Dublin Fringe Festival 2018: Free EU Roaming
Passive Political Posing
An Englishwoman, an Irishwoman, and a German woman walk into a bar. Heard it? How about this one. An Englishwoman, an Irishwoman, and a German woman get stuck in a hostel bar while heading to a music festival in Barcelona. A festival they never quite get to. Instead, trapped indoors, they watch a riot break out between police and a protesting crowd looking for independence from Spain. In Rule Of Three Collective’s “Free EU Roaming” the politics of dancing soon gives way as three unnamed travellers sacrifice the personal for some passive political posing in a brave production that's two parts joy, four parts overt political homily.
Not that a political lecture can’t be interesting. And indeed, at times, “Free EU Roaming” strays into some politically interesting territory. Yet its thoughts on nationalism, national identity, and even Brexit, more often regurgitate rather than reveal anything new. Endless questions in which history, politics, and political history converge, are often presented in a self-aware, and self-congratulatory limited and limiting fashion. Something director Rosa Bowden never fully comes to grips with. If Bowden excels at composition, her pedestrian, prolonged pace and simplistic physical vocabulary can often be distracting. Distracting too is Leanne Bergin’s sound design against which vocals often compete. Yet when things do come together, and they often do, particularly during a superbly executed final sequence, “Free EU Roaming” can be a genuine pleasure.
Never more a pleasure than when Katie O’Byrne as the defiant Irishwoman, Caroline Galvis as the know-it-all German woman, and Sineád Brady as the billy-no-friends Englishwoman step away from being political mouthpieces into being flesh and blood characters worried about boyfriends, being single, or returning home. All of whom, being humorously and humanely rendered, are all the more politically potent for being so. Yet, as a prolonged argument on whether to offer assistance to a wounded protester reveals, these women don’t really matter so much as the political position they give voice to. A shame really, for you could enjoyably, and informatively, spend days in their company. Yet the hour spent listening to their political proselytising often makes for a long ask.
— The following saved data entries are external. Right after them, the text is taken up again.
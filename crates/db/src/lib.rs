//! Database layer with `SeaORM` entities and repositories.
//!
//! This crate provides:
//! - `SeaORM` entity definitions
//! - Repository abstractions for data access
//! - Database migrations

pub mod entities;
pub mod migration;
pub mod repositories;

pub use repositories::*;

use std::time::Duration;

use sea_orm::{ConnectOptions, Database, DatabaseConnection, DbErr};
use scholaris_shared::config::DatabaseConfig;

/// Establishes a connection to the database.
///
/// # Errors
///
/// Returns an error if the connection cannot be established.
pub async fn connect(database_url: &str) -> Result<DatabaseConnection, DbErr> {
    Database::connect(database_url).await
}

/// Establishes a pooled connection using the configured limits.
///
/// # Errors
///
/// Returns an error if the connection cannot be established.
pub async fn connect_with_config(config: &DatabaseConfig) -> Result<DatabaseConnection, DbErr> {
    let mut options = ConnectOptions::new(config.url.clone());
    options
        .max_connections(config.max_connections)
        .min_connections(config.min_connections)
        .connect_timeout(Duration::from_secs(10))
        .sqlx_logging(false);

    Database::connect(options).await
}
//! `SeaORM` Entity for attendances table.

use sea_orm::entity::prelude::*;
use serde::{Deserialize, Serialize};

use super::sea_orm_active_enums::AttendanceStatus;

#[derive(Clone, Debug, PartialEq, DeriveEntityModel, Eq, Serialize, Deserialize)]
#[sea_orm(table_name = "attendances")]
pub struct Model {
    #[sea_orm(primary_key, auto_increment = false)]
    pub id: Uuid,
    pub school_id: Uuid,
    pub class_id: Uuid,
    pub student_id: Uuid,
    pub date: Date,
    pub status: AttendanceStatus,
    pub remark: Option<String>,
    pub recorded_by: Option<Uuid>,
    pub created_at: DateTimeWithTimeZone,
    pub updated_at: DateTimeWithTimeZone,
}

#[derive(Copy, Clone, Debug, EnumIter, DeriveRelation)]
pub enum Relation {
    #[sea_orm(
        belongs_to = "super::students::Entity",
        from = "Column::StudentId",
        to = "super::students::Column::Id",
        on_delete = "Cascade"
    )]
    Students,
}

impl ActiveModelBehavior for ActiveModel {}
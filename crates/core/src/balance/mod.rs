//! Student balances, debtor detection and collection summaries.

pub mod service;
pub mod types;

#[cfg(test)]
mod balance_props;
#[cfg(test)]
mod tests;

pub use service::BalanceCalculator;
pub use types::{CollectionSummary, StudentBalance};
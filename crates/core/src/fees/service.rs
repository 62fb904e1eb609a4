//! Fee resolution.

use rust_decimal::Decimal;
use scholaris_shared::types::{ClassId, SectionId, StudentId};

use super::error::FeeError;
use super::types::{FeeRule, FeeScope, FeeScopeKind, MAX_AMOUNT, PeriodFilter, StudentProfile};

/// Resolves which fees apply to students.
pub struct FeeResolver;

impl FeeResolver {
    /// Returns the fees charged to the student within the period.
    pub fn applicable<'a>(
        fees: &'a [FeeRule],
        student: &'a StudentProfile,
        period: PeriodFilter,
    ) -> impl Iterator<Item = &'a FeeRule> + 'a {
        fees.iter().filter(move |fee| {
            fee.applies_to(student) && period.matches(Some(fee.session_id), Some(fee.term_id))
        })
    }

    /// Sums the fees charged to the student within the period.
    #[must_use]
    pub fn total_for(fees: &[FeeRule], student: &StudentProfile, period: PeriodFilter) -> Decimal {
        Self::applicable(fees, student, period)
            .map(|fee| fee.amount)
            .sum()
    }

    /// Validates the scope columns of a new or edited fee.
    ///
    /// Unlike [`FeeScope::from_columns`], missing keys are an input error here.
    pub fn scope_for_input(
        kind: FeeScopeKind,
        section_id: SectionId,
        class_id: Option<ClassId>,
        student_id: Option<StudentId>,
    ) -> Result<FeeScope, FeeError> {
        match (kind, class_id, student_id) {
            (FeeScopeKind::School, _, _) => Ok(FeeScope::School),
            (FeeScopeKind::Section, _, _) => Ok(FeeScope::Section(section_id)),
            (FeeScopeKind::Class, Some(class_id), _) => Ok(FeeScope::Class(class_id)),
            (FeeScopeKind::Class, None, _) => Err(FeeError::MissingClass),
            (FeeScopeKind::Student, _, Some(student_id)) => Ok(FeeScope::Student(student_id)),
            (FeeScopeKind::Student, _, None) => Err(FeeError::MissingStudent),
        }
    }

    /// Validates a fee amount.
    pub fn validate_amount(amount: Decimal) -> Result<(), FeeError> {
        if amount <= Decimal::ZERO {
            return Err(FeeError::NonPositiveAmount);
        }
        if amount > MAX_AMOUNT {
            return Err(FeeError::AmountTooLarge);
        }
        Ok(())
    }
}
use async_trait::async_trait;
use axum::{
    Router,
    body::Body,
    http::{Method, Request, StatusCode, header},
};
use chrono::NaiveDate;
use http_body_util::BodyExt;
use rust_decimal::Decimal;
use rust_decimal_macros::dec;
use sea_orm::{ConnectOptions, Database, DatabaseConnection};
use sea_orm_migration::MigratorTrait;
use serde_json::{Value, json};
use tower::ServiceExt;
use uuid::Uuid;

use scholaris_api::{ApiSettings, AppState, create_router};
use scholaris_core::fees::FeeScopeKind;
use scholaris_core::payment::{
    GatewayError, InitializeRequest, InitializeResponse, PaymentGateway, VerifyResponse,
};
use scholaris_db::migration::Migrator;
use scholaris_db::{
    AcademicRepository, ClassInput, ClassRepository, CreateStudentInput, FeeInput,
    FeeRepository, SectionInput, SectionRepository, SessionInput, StudentRepository,
    SubjectInput, SubjectRepository, TermInput,
};
use scholaris_shared::{JwtConfig, JwtService};

/// Gateway double that remembers initialized checkouts and settles them
/// with a fixed status.
struct FakeGateway {
    status: &'static str,
    checkouts: Mutex<HashMap<String, (i64, Value)>>,
}

impl FakeGateway {
    fn new(status: &'static str) -> Self {
        Self {
            status,
            checkouts: Mutex::new(HashMap::new()),
        }
    }
}

#[async_trait]
impl PaymentGateway for FakeGateway {
    async fn initialize(
        &self,
        request: InitializeRequest,
    ) -> Result<InitializeResponse, GatewayError> {
        self.checkouts.lock().unwrap().insert(
            request.reference.clone(),
            (request.amount_minor, request.metadata),
        );
        Ok(InitializeResponse {
            authorization_url: format!("https://checkout.test/{}", request.reference),
            access_code: "access-test".to_string(),
            reference: request.reference,
        })
    }

    async fn verify(&self, reference: &str) -> Result<VerifyResponse, GatewayError> {
        let (amount_minor, metadata) = self
            .checkouts
            .lock()
            .unwrap()
            .get(reference)
            .cloned()
            .ok_or_else(|| GatewayError::Rejected("Transaction reference not found".into()))?;
        Ok(VerifyResponse {
            status: self.status.to_string(),
            reference: reference.to_string(),
            amount_minor,
            channel: Some("card".to_string()),
            paid_at: None,
            message: Some(if self.status == "success" {
                "Approved".to_string()
            } else {
                "Transaction abandoned".to_string()
            }),
            metadata,
            raw: json!({ "status": self.status }),
        })
    }
}

struct TestApp {
    router: Router,
    db: DatabaseConnection,
}

async fn setup(gateway: FakeGateway) -> TestApp {
    let mut options = ConnectOptions::new("sqlite::memory:");
    options
        .max_connections(1)
        .min_connections(1)
        .sqlx_logging(false);
    let db = Database::connect(options)
        .await
        .expect("Failed to open in-memory database");
    Migrator::up(&db, None)
        .await
        .expect("Failed to run migrations");

    let state = AppState {
        db: Arc::new(db.clone()),
        jwt_service: Arc::new(JwtService::new(JwtConfig {
            secret: "api-test-secret".to_string(),
            access_token_expires_minutes: 15,
        })),
        gateway: Arc::new(gateway),
        settings: Arc::new(ApiSettings::default()),
    };

    TestApp {
        router: create_router(state),
        db,
    }
}

async fn send(
    app: &TestApp,
    method: Method,
    uri: &str,
    token: Option<&str>,
    body: Option<Value>,
) -> (StatusCode, Value) {
    let mut builder = Request::builder().method(method).uri(uri);
    if let Some(token) = token {
        builder = builder.header(header::AUTHORIZATION, format!("Bearer {token}"));
    }
    let request = match body {
        Some(body) => builder
            .header(header::CONTENT_TYPE, "application/json")
            .body(Body::from(body.to_string()))
            .unwrap(),
        None => builder.body(Body::empty()).unwrap(),
    };

    let response = app.router.clone().oneshot(request).await.unwrap();
    let status = response.status();
    let bytes = response.into_body().collect().await.unwrap().to_bytes();
    let json = if bytes.is_empty() {
        Value::Null
    } else {
        serde_json::from_slice(&bytes).unwrap()
    };
    (status, json)
}

/// Onboards a school over HTTP and returns its id and the owner's token.
async fn onboard(app: &TestApp, short_code: &str) -> (Uuid, String) {
    let (status, body) = send(
        app,
        Method::POST,
        "/api/v1/auth/onboard-school",
        None,
        Some(json!({
            "school_name": format!("{short_code} Academy"),
            "short_code": short_code,
            "owner_name": "Ada Owner",
            "owner_email": format!("owner@{}.test", short_code.to_lowercase()),
            "password": "correct-horse",
        })),
    )
    .await;
    assert_eq!(status, StatusCode::CREATED, "onboarding failed: {body}");

    let school_id = body["school"]["id"].as_str().unwrap().parse().unwrap();
    let token = body["access_token"].as_str().unwrap().to_string();
    (school_id, token)
}

fn decimal(value: &Value) -> Decimal {
    value.as_str().unwrap().parse().unwrap()
}

fn date(y: i32, m: u32, d: u32) -> NaiveDate {
    NaiveDate::from_ymd_opt(y, m, d).unwrap()
}

/// Creates a section, session, term, one student and a school-wide fee.
async fn seed_billing(db: &DatabaseConnection, school_id: Uuid) -> (Uuid, Uuid) {
    let section = SectionRepository::new(db.clone())
        .create(
            school_id,
            SectionInput {
                section_name: "Primary".to_string(),
                description: None,
                is_active: true,
            },
        )
        .await
        .unwrap();
    let academic = AcademicRepository::new(db.clone());
    let session = academic
        .create_session(
            school_id,
            SessionInput {
                section_id: section.id,
                session_name: "2025/2026".to_string(),
                start_date: date(2025, 9, 1),
                end_date: date(2026, 7, 31),
                is_active: true,
            },
        )
        .await
        .unwrap();
    let term = academic
        .create_term(
            school_id,
            TermInput {
                session_id: session.id,
                term_name: "First Term".to_string(),
                start_date: date(2025, 9, 1),
                end_date: date(2025, 12, 15),
                is_active: true,
            },
        )
        .await
        .unwrap();

    let student = StudentRepository::new(db.clone())
        .create(
            school_id,
            CreateStudentInput {
                student_name: "Tolu Ade".to_string(),
                section_ids: vec![section.id],
                ..CreateStudentInput::default()
            },
        )
        .await
        .unwrap();

    let fee = FeeRepository::new(db.clone())
        .create(
            school_id,
            FeeInput {
                section_id: section.id,
                session_id: session.id,
                term_id: term.id,
                fee_scope: FeeScopeKind::School,
                class_id: None,
                student_id: None,
                fee_name: "Tuition".to_string(),
                amount: dec!(100000),
                description: None,
                is_active: true,
            },
        )
        .await
        .unwrap();

    (student.student.id, fee.id)
}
A dichotomy that has direct repercussions. While both Galvis and Brady deliver impassioned performances, alternating between the personal and political proves to be uneven and inconsistent. Not the case with a supremely impressive Katie O'Byrne who manages to traverse both with great success, even allowing for the fact that her Irish character has neither German history nor Brexit to expound on.
If “Free EU Roaming” can be a demanding sixty minutes, it has some pertinent questions to ask and raises some interesting political points. Something three fun performances can make engaging, especially when political posing gives way to the personal, suggesting there’s much more to come from this industrious trio.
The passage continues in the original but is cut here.